**Instructions for the task**. After locating "return epoch;" in the listing below, copy that line and each one after it exactly, ending with the line that has "if mid - half".

◇ ◇ ◇ ◇ ◇

//! # Eclipse search
//!
//! Scan a catalog for eclipses (or extrema) that both happen inside the search window and are
//! observable from the observer's site.
//!
//! ## Per-entry pipeline
//!
//! ```text
//! CatalogEntry ──filter──► mid instant ──window──► mid EventPoint ──altitude──►
//!             start/end EventPoints ──altitude──► SearchResult
//! ```
//!
//! 1. **Filter**: [`CatalogEntry::passes`] (magnitude, and period validity in
//!    [`SearchMode::Standard`]).
//! 2. **Mid instant**: in standard mode the first `epoch + n·period ≥ window_start`
//!    ([`first_event_at_or_after`]); fast-varying entries (period ≤ 0.2 d) and every entry in
//!    [`SearchMode::Fast`] use the window midpoint instead and are flagged `fast`.
//! 3. **Window**: a propagated event with a duration must fit entirely inside the window;
//!    any other event is a point that must lie inside it.
//! 4. **Observability**: the mid point is checked first, then start and end. An entry is
//!    kept only if every computed point reaches the minimum altitude.
//!
//! Rejections are silent for the caller (logged at `trace`). The output keeps catalog order
//! and depends only on the inputs.
use std::collections::BTreeMap;
use std::fmt;

use serde::{Serialize, Serializer};

use crate::catalog::CatalogEntry;
use crate::constants::{Day, JulianDate, Magnitude};
use crate::conversion::rad_to_deg;
use crate::horizon::{event_point, EventPoint};
use crate::search_params::{SearchMode, SearchParams};
use crate::time::{epoch_from_julian_date, format_timestamp};

/// Start, middle and end of one event. Point events have no start and end.
#[derive(Debug, Clone, Copy, PartialEq)]
pub struct EclipseWindow {
    pub start: Option<EventPoint>,
    pub mid: EventPoint,
    pub end: Option<EventPoint>,
}

/// One observable event of a catalog entry.
#[derive(Debug, Clone, PartialEq)]
pub struct SearchResult {
    pub names: BTreeMap<String, String>,
    pub variable_type: String,
    pub minimum_magnitude: Magnitude,
    pub maximum_magnitude: Magnitude,
    pub spectral_type: String,
    pub window: EclipseWindow,
    /// The mid instant is the window midpoint, not a propagated event
    pub fast: bool,
}

#[derive(Serialize)]
struct PointView {
    date: String,
    altitude: f64,
    azimuth: f64,
}

impl From<&EventPoint> for PointView {
    fn from(point: &EventPoint) -> Self {
        PointView {
            date: format_timestamp(&epoch_from_julian_date(point.instant)),
            altitude: rad_to_deg(point.altitude),
            azimuth: rad_to_deg(point.azimuth),
        }
    }
}

#[derive(Serialize)]
#[serde(rename_all = "camelCase")]
struct SearchResultView<'a> {
    names: &'a BTreeMap<String, String>,
    #[serde(rename = "type")]
    variable_type: &'a str,
    minimum_magnitude: Magnitude,
    maximum_magnitude: Magnitude,
    start_eclipse: Option<PointView>,
    mid_eclipse: PointView,
    end_eclipse: Option<PointView>,
    spectral_type: &'a str,
    fast: bool,
}

/// Timestamps as ISO-8601 wall-clock strings, angles in degrees, missing points as `null`.
///
/// Dates read `YYYY-MM-DDTHH:MM:SS.mmm` with no zone suffix: they carry the same wall clock
/// as the request dates. Consumers used to UTC `Z`-suffixed dates must not append one, since
/// the instant was never shifted to UTC.
impl Serialize for SearchResult {
    fn serialize<S: Serializer>(&self, serializer: S) -> Result<S::Ok, S::Error> {
        SearchResultView {
            names: &self.names,
            variable_type: &self.variable_type,
            minimum_magnitude: self.minimum_magnitude,
            maximum_magnitude: self.maximum_magnitude,
            start_eclipse: self.window.start.as_ref().map(PointView::from),
            mid_eclipse: PointView::from(&self.window.mid),
            end_eclipse: self.window.end.as_ref().map(PointView::from),
            spectral_type: &self.spectral_type,
            fast: self.fast,
        }
        .serialize(serializer)
    }
}

/// Why an entry was left out of the results.
#[derive(Debug, Clone, Copy, PartialEq)]
enum Rejection {
    Filtered,
    OutsideWindow,
    BelowMinimumAltitude(&'static str),
}

impl fmt::Display for Rejection {
    fn fmt(&self, f: &mut fmt::Formatter<'_>) -> fmt::Result {
        match self {
            Rejection::Filtered => write!(f, "magnitude or period filter"),
            Rejection::OutsideWindow => write!(f, "event outside the search window"),
            Rejection::BelowMinimumAltitude(which) => {
                write!(f, "{which} point below the minimum altitude")
            }
        }
    }
}

/// First periodic occurrence at or after `start`.
///
/// Arguments
/// -----------------
/// * `epoch`: reference occurrence.
/// * `period`: strictly positive period, in days.
/// * `start`: lower bound.
///
/// Return
/// ----------
/// * `epoch + n·period` for the smallest `n ≥ 0` reaching `start`. The count is computed in
///   closed form, then corrected by one step if rounding landed on the wrong side.
pub fn first_event_at_or_after(epoch: JulianDate, period: Day, start: JulianDate) -> JulianDate {
    if epoch >= start {
        return epoch;
    }

    let mut n = ((start - epoch) / period).ceil().max(0.0);
    if n > 0.0 && epoch + (n - 1.0) * period >= start {
        n -= 1.0;
    }
    if epoch + n * period < start {
        n += 1.0;
    }
    epoch + n * period
}

/// Mid instant of the next event, and whether it is the representative window midpoint.
fn mid_instant(entry: &CatalogEntry, params: &SearchParams) -> (JulianDate, bool) {
    match params.mode() {
        SearchMode::Fast => (params.window_midpoint(), true),
        SearchMode::Standard if entry.is_fast_varying() => (params.window_midpoint(), true),
        SearchMode::Standard => (
            first_event_at_or_after(entry.epoch, entry.period, params.window_start()),
            false,
        ),
    }
}

fn observable(point: &EventPoint, params: &SearchParams) -> bool {
    point.altitude >= params.min_altitude()
}

/// Run the per-entry pipeline for one catalog entry.
fn evaluate(entry: &CatalogEntry, params: &SearchParams) -> Result<SearchResult, Rejection> {
    if !entry.passes(params) {
        return Err(Rejection::Filtered);
    }

    let (mid, fast) = mid_instant(entry, params);
    let half_duration = if !fast && entry.eclipse_time > 0.0 {
        Some(entry.eclipse_time / 2.0)
    } else {
        None
    };

    match half_duration {
        Some(half) => {
            if mid - half < params.window_start() || mid + half > params.window_end() {
                return Err(Rejection::OutsideWindow);
            }
        }
        None => {
            if mid < params.window_start() || mid > params.window_end() {
                return Err(Rejection::OutsideWindow);
            }
        }
    }

    let point = |jd: JulianDate| {
        event_point(
            jd,
            params.observer(),
            entry.right_ascension,
            entry.declination,
        )
    };

    let mid_point = point(mid);
    if !observable(&mid_point, params) {
        return Err(Rejection::BelowMinimumAltitude("mid"));
    }

    let (start, end) = match half_duration {
        Some(half) => {
            let start = point(mid - half);
            if !observable(&start, params) {
                return Err(Rejection::BelowMinimumAltitude("start"));
            }
            let end = point(mid + half);
            if !observable(&end, params) {
                return Err(Rejection::BelowMinimumAltitude("end"));
            }
            (Some(start), Some(end))
        }
        None => (None, None),
    };

    Ok(SearchResult {
        names: entry.names.clone(),
        variable_type: entry.variable_type.clone(),
        minimum_magnitude: entry.minimum_magnitude,
        maximum_magnitude: entry.maximum_magnitude,
        spectral_type: entry.spectral_type.clone(),
        window: EclipseWindow {
            start,
            mid: mid_point,
            end,
        },
        fast,
    })
}

/// Find the observable events of a catalog inside a search window.
///
/// Arguments
/// -----------------
/// * `catalog`: entries to scan, never modified.
/// * `params`: observer, thresholds, window and mode.
///
/// Return
/// ----------
/// * One [`SearchResult`] per retained entry, in catalog order.
pub fn search_eclipses(catalog: &[CatalogEntry], params: &SearchParams) -> Vec<SearchResult> {
    let results: Vec<SearchResult> = catalog
        .iter()
        .filter_map(|entry| match evaluate(entry, params) {
            Ok(result) => Some(result),
            Err(reason) => {
                log::trace!("{}: rejected ({reason})", entry.display_name());
                None
            }
        })
        .collect();

    log::debug!(
        "{} search kept {} of {} catalog entries",
        params.mode(),
        results.len(),
        catalog.len()
    );
    results
}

◇ ◇ ◇ ◇ ◇

**Expected output**.
        return epoch;
    }

    let mut n = ((start - epoch) / period).ceil().max(0.0);
    if n > 0.0 && epoch + (n - 1.0) * period >= start {
        n -= 1.0;
    }
    if epoch + n * period < start {
        n += 1.0;
    }
    epoch + n * period
}

/// Mid instant of the next event, and whether it is the representative window midpoint.
fn mid_instant(entry: &CatalogEntry, params: &SearchParams) -> (JulianDate, bool) {
    match params.mode() {
        SearchMode::Fast => (params.window_midpoint(), true),
        SearchMode::Standard if entry.is_fast_varying() => (params.window_midpoint(), true),
        SearchMode::Standard => (
            first_event_at_or_after(entry.epoch, entry.period, params.window_start()),
            false,
        ),
    }
}

fn observable(point: &EventPoint, params: &SearchParams) -> bool {
    point.altitude >= params.min_altitude()
}

/// Run the per-entry pipeline for one catalog entry.
fn evaluate(entry: &CatalogEntry, params: &SearchParams) -> Result<SearchResult, Rejection> {
    if !entry.passes(params) {
        return Err(Rejection::Filtered);
    }

    let (mid, fast) = mid_instant(entry, params);
    let half_duration = if !fast && entry.eclipse_time > 0.0 {
        Some(entry.eclipse_time / 2.0)
    } else {
        None
    };

    match half_duration {
        Some(half) => {
            if mid - half < params.window_start() || mid + half > params.window_end() {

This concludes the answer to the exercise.